Ferdinand (Ferdo) von Quiquerez , également appelé Ferdo Kikerec (17 mars 1845, Budapest – 12 janvier 1893, Zagreb ) était un peintre croate d’ascendance française. Parmi ses peintures d’histoire les plus populaires figurent l’ Arrivée des Croates en mer (1870), Kosovo Girl (1879) et Antemurale Christianitatis (1892).
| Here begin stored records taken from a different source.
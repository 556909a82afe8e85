//! Implicit (breakeven) inflation from the nominal and real curves.
//!
//! Tenor `k` years pairs nominal variable `41 + k` with real variable
//! `74 + k`; the result is stored under variable `85 + k`.

use std::collections::HashMap;

use chrono::NaiveDate;
use cifras_core::{
  Error, Result,
  series::{DateRange, Observation, Point, SeriesKey},
  store::SeriesStore,
};
use serde::Serialize;
use tracing::{info, warn};

use crate::{index::align, reader::Reader};

pub const MIN_YEARS: i64 = 1;
pub const MAX_YEARS: i64 = 10;

#[derive(Debug, Clone, Copy, PartialEq, Eq, Serialize)]
pub struct ImplicitTenor {
  pub years:       i64,
  pub nominal:     i64,
  pub real:        i64,
  pub variable_id: i64,
}

impl ImplicitTenor {
  pub fn new(years: i64) -> Option<Self> {
    (MIN_YEARS..=MAX_YEARS).contains(&years).then_some(Self {
      years,
      nominal: 41 + years,
      real: 74 + years,
      variable_id: 85 + years,
    })
  }

  pub fn for_variable(variable_id: i64) -> Option<Self> {
    variable_id.checked_sub(85).and_then(Self::new)
  }

  pub fn label(&self) -> String {
    if self.years == 1 { "1 año".to_owned() } else { format!("{} años", self.years) }
  }
}

pub fn all_tenors() -> Vec<ImplicitTenor> {
  (MIN_YEARS..=MAX_YEARS).filter_map(ImplicitTenor::new).collect()
}

/// `((1 + nominal/100) / (1 + real/100) − 1) · 100`, all in percent.
pub fn implicit_rate(nominal: f64, real: f64) -> f64 {
  ((1.0 + nominal / 100.0) / (1.0 + real / 100.0) - 1.0) * 100.0
}

/// Implicit inflation on every date both curves share.
pub fn derive(nominal: &[Point], real: &[Point]) -> Vec<Point> {
  align(nominal, real)
    .into_iter()
    .map(|(date, n, r)| Point::new(date, implicit_rate(n, r)))
    .filter(|p| p.value.is_finite())
    .collect()
}

// ─── Batch recompute ─────────────────────────────────────────────────────────

#[derive(Debug, Clone, PartialEq, Serialize)]
pub struct TenorWritten {
  pub years:       i64,
  pub variable_id: i64,
  pub rows:        usize,
}

#[derive(Debug, Clone, PartialEq, Serialize)]
pub struct TenorSkipped {
  pub years:       i64,
  pub variable_id: i64,
  pub reason:      String,
}

#[derive(Debug, Clone, Default, PartialEq, Serialize)]
pub struct RecomputeReport {
  pub written: Vec<TenorWritten>,
  pub skipped: Vec<TenorSkipped>,
}

/// Recompute and upsert the implicit-inflation series for every tenor.
/// Tenors whose output pair is not declared in Maestro are skipped.
pub async fn recompute<S: SeriesStore>(
  reader: Reader<'_, S>,
  country_id: i64,
) -> Result<RecomputeReport> {
  let mut report = RecomputeReport::default();
  for tenor in all_tenors() {
    let out_key = SeriesKey::new(tenor.variable_id, country_id);
    if reader.maestro(out_key).await?.is_none() {
      warn!(years = tenor.years, variable_id = tenor.variable_id, "implicit tenor not declared");
      report.skipped.push(TenorSkipped {
        years:       tenor.years,
        variable_id: tenor.variable_id,
        reason:      format!("sin fila de maestro para {out_key}"),
      });
      continue;
    }

    let nominal = reader.series(SeriesKey::new(tenor.nominal, country_id), DateRange::ALL).await?;
    let real = reader.series(SeriesKey::new(tenor.real, country_id), DateRange::ALL).await?;
    let rows: Vec<Observation> = derive(&nominal, &real)
      .into_iter()
      .map(|p| Observation::new(out_key, p.date, p.value))
      .collect();
    let written = reader.store_observations(rows).await?;
    report.written.push(TenorWritten {
      years:       tenor.years,
      variable_id: tenor.variable_id,
      rows:        written,
    });
  }
  info!(
    written = report.written.len(),
    skipped = report.skipped.len(),
    "implicit inflation recomputed"
  );
  Ok(report)
}

// ─── Reads ───────────────────────────────────────────────────────────────────

fn output_ids() -> Vec<i64> { all_tenors().iter().map(|t| t.variable_id).collect() }

/// Dates with stored implicit inflation, newest first.
pub async fn dates<S: SeriesStore>(reader: Reader<'_, S>, country_id: i64) -> Result<Vec<NaiveDate>> {
  reader.dates(&output_ids(), country_id).await
}

#[derive(Debug, Clone, PartialEq, Serialize)]
pub struct ImplicitPoint {
  #[serde(flatten)]
  pub tenor: ImplicitTenor,
  pub label: String,
  pub value: Option<f64>,
}

#[derive(Debug, Clone, PartialEq, Serialize)]
pub struct ImplicitCurve {
  pub date:   NaiveDate,
  pub points: Vec<ImplicitPoint>,
}

/// The implicit curve on `date`, defaulting to the latest stored date.
pub async fn curve<S: SeriesStore>(
  reader: Reader<'_, S>,
  country_id: i64,
  date: Option<NaiveDate>,
) -> Result<ImplicitCurve> {
  let date = match date {
    Some(d) => d,
    None => dates(reader, country_id)
      .await?
      .first()
      .copied()
      .ok_or_else(|| Error::Unavailable("no hay inflación implícita calculada".to_owned()))?,
  };
  let values: HashMap<i64, f64> =
    reader.values_on(&output_ids(), country_id, date).await?.into_iter().collect();
  let points = all_tenors()
    .into_iter()
    .map(|t| ImplicitPoint { tenor: t, label: t.label(), value: values.get(&t.variable_id).copied() })
    .collect();
  Ok(ImplicitCurve { date, points })
}

#[derive(Debug, Clone, PartialEq, Serialize)]
pub struct ImplicitSeries {
  #[serde(flatten)]
  pub tenor:  ImplicitTenor,
  pub label:  String,
  pub points: Vec<Point>,
}

/// Stored history of each requested tenor, given in years.
pub async fn evolution<S: SeriesStore>(
  reader: Reader<'_, S>,
  country_id: i64,
  years: &[i64],
  window: DateRange,
) -> Result<Vec<ImplicitSeries>> {
  let tenors: Vec<ImplicitTenor> = if years.is_empty() {
    all_tenors()
  } else {
    years
      .iter()
      .map(|&y| {
        ImplicitTenor::new(y)
          .ok_or_else(|| Error::bad_request(format!("tenor {y} must be between 1 and 10 years")))
      })
      .collect::<Result<_>>()?
  };
  let mut out = Vec::with_capacity(tenors.len());
  for t in tenors {
    let points = reader.series(SeriesKey::new(t.variable_id, country_id), window).await?;
    out.push(ImplicitSeries { tenor: t, label: t.label(), points });
  }
  Ok(out)
}

#[cfg(test)]
mod tests {
  use approx::assert_relative_eq;

  use super::*;

  fn d(y: i32, m: u32, day: u32) -> NaiveDate { NaiveDate::from_ymd_opt(y, m, day).unwrap() }

  #[test]
  fn tenor_variable_mapping() {
    let t = ImplicitTenor::new(5).unwrap();
    assert_eq!((t.nominal, t.real, t.variable_id), (46, 79, 90));
    assert_eq!(ImplicitTenor::for_variable(95).unwrap().years, 10);
    assert!(ImplicitTenor::new(11).is_none());
    assert_eq!(all_tenors().len(), 10);
  }

  #[test]
  fn out_of_range_variables_have_no_tenor() {
    assert!(ImplicitTenor::for_variable(85).is_none());
    assert!(ImplicitTenor::for_variable(96).is_none());
    assert!(ImplicitTenor::for_variable(i64::MIN).is_none());
    assert!(ImplicitTenor::for_variable(i64::MAX).is_none());
  }

  #[test]
  fn breakeven_formula() {
    assert_relative_eq!(implicit_rate(9.0, 3.0), 5.825_242_718, epsilon = 1e-6);
    assert_relative_eq!(implicit_rate(4.0, 4.0), 0.0);
  }

  #[test]
  fn derive_inner_joins_on_date() {
    let nominal = [Point::new(d(2024, 1, 2), 9.0), Point::new(d(2024, 1, 3), 9.1)];
    let real = [Point::new(d(2024, 1, 3), 3.0), Point::new(d(2024, 1, 4), 3.1)];
    let out = derive(&nominal, &real);
    assert_eq!(out.len(), 1);
    assert_eq!(out[0].date, d(2024, 1, 3));
  }
}
//! Admin-gate errors and their JSON responses.

use axum::{
  Json,
  http::StatusCode,
  response::{IntoResponse, Response},
};
use serde_json::json;
use thiserror::Error;

#[derive(Debug, Error)]
pub enum Error {
  #[error("autenticación requerida")]
  Unauthorized,
  #[error("{0}")]
  Forbidden(&'static str),
}

impl IntoResponse for Error {
  fn into_response(self) -> Response {
    let status = match self {
      Error::Unauthorized => StatusCode::UNAUTHORIZED,
      Error::Forbidden(_) => StatusCode::FORBIDDEN,
    };
    (status, Json(json!({ "error": self.to_string() }))).into_response()
  }
}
Ferdinand Peter von Quiquerez est né à Budapest en 1845. Son père Ferdinand von Quiquerez était un médecin militaire autrichien d’origine française, tandis que sa mère Maria était issue d’une famille germanophone de Slovénie. Après avoir terminé ses études à Zagreb, il a passé un an à l’école militaire autrichienne avant de revenir à Zagreb pour l’université. Il avait initialement l’intention de poursuivre une carrière en droit, mais a commencé à étudier la peinture avec József Ferenc Mücke (1819-1883), qui a rapidement réorienté ses intérêts. En 1870, une bourse lui permet de fréquenter l’ Académie des Beaux-Arts de Munich où il étudie auprès de Johann Leonhard Raab et de Karl von Piloty. Pendant son séjour à Munich, il rencontre son compatriote peintre croate Izidor Kršnjavi , qui l’encourage à continuer à étudier l’art ancien plutôt que d’aller à Paris, comme Quiquerez voulait le faire. La mauvaise santé, cependant, l’a amené à transférer à l’ Accademia di Belle Arti di Venezia où il a poursuivi ses études avec Pompeo Marino Molmenti. Ses inclinations patriotiques l’ont amené à se spécialiser dans les ouvrages historiques et folkloriques. Il se trouva malheureux à Venise et se lança bientôt dans un voyage à travers l’ Italie avec Kršnjavi, séjournant dans des endroits tels que Florence , Rome , Naples et Pompéi.